THE INPUT ::
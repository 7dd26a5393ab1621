//! Row packet builders shared by the integration tests.

#![allow(dead_code)]

use zero_rowcodec::protocol::primitive::{write_bytes_lenenc, write_null};

/// Builds a binary-encoded row: header, NULL bitmap, then the field bytes.
pub struct BinaryRow {
    num_columns: usize,
    bitmap: Vec<u8>,
    values: Vec<u8>,
}

impl BinaryRow {
    pub fn new(num_columns: usize) -> Self {
        Self {
            num_columns,
            bitmap: vec![0; (num_columns + 9) / 8],
            values: Vec::new(),
        }
    }

    pub fn null(mut self, idx: usize) -> Self {
        let bit = idx + 2;
        self.bitmap[bit / 8] |= 1 << (bit % 8);
        self
    }

    pub fn i8(mut self, v: i8) -> Self {
        self.values.extend_from_slice(&v.to_le_bytes());
        self
    }

    pub fn i16(mut self, v: i16) -> Self {
        self.values.extend_from_slice(&v.to_le_bytes());
        self
    }

    pub fn i32(mut self, v: i32) -> Self {
        self.values.extend_from_slice(&v.to_le_bytes());
        self
    }

    pub fn i64(mut self, v: i64) -> Self {
        self.values.extend_from_slice(&v.to_le_bytes());
        self
    }

    pub fn u64(mut self, v: u64) -> Self {
        self.values.extend_from_slice(&v.to_le_bytes());
        self
    }

    pub fn f64(mut self, v: f64) -> Self {
        self.values.extend_from_slice(&v.to_le_bytes());
        self
    }

    pub fn lenenc(mut self, data: &[u8]) -> Self {
        write_bytes_lenenc(&mut self.values, data);
        self
    }

    /// Packed DATE/DATETIME: `len` is 0, 4, 7 or 11
    pub fn datetime(self, parts: (u16, u8, u8, u8, u8, u8, u32), len: u8) -> Self {
        let (year, month, day, hour, minute, second, micros) = parts;
        let mut packed = Vec::new();
        if len >= 4 {
            packed.extend_from_slice(&year.to_le_bytes());
            packed.extend_from_slice(&[month, day]);
        }
        if len >= 7 {
            packed.extend_from_slice(&[hour, minute, second]);
        }
        if len >= 11 {
            packed.extend_from_slice(&micros.to_le_bytes());
        }
        self.lenenc(&packed)
    }

    /// Unprefixed bytes, for composite fields
    pub fn raw(mut self, data: &[u8]) -> Self {
        self.values.extend_from_slice(data);
        self
    }

    pub fn build(self) -> Vec<u8> {
        assert_eq!(self.bitmap.len(), (self.num_columns + 9) / 8);
        let mut row = vec![0x00];
        row.extend_from_slice(&self.bitmap);
        row.extend_from_slice(&self.values);
        row
    }
}

/// Builds a text-encoded row; `None` fields are written as the NULL marker.
pub fn text_row(fields: &[Option<&str>]) -> Vec<u8> {
    let mut row = Vec::new();
    for field in fields {
        match field {
            Some(data) => write_bytes_lenenc(&mut row, data.as_bytes()),
            None => write_null(&mut row),
        }
    }
    row
}

/// Print decoder traces in the test output (`cargo test -- --nocapture`).
pub fn init_tracing() {
    let _ = tracing_subscriber::fmt()
        .with_max_level(tracing::Level::TRACE)
        .with_test_writer()
        .try_init();
}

ACTION ITEM :: Sift through the material above and copy the lines that contain the word "BinaryRow".

OUTPUT BELOW ::
pub struct BinaryRow {
impl BinaryRow {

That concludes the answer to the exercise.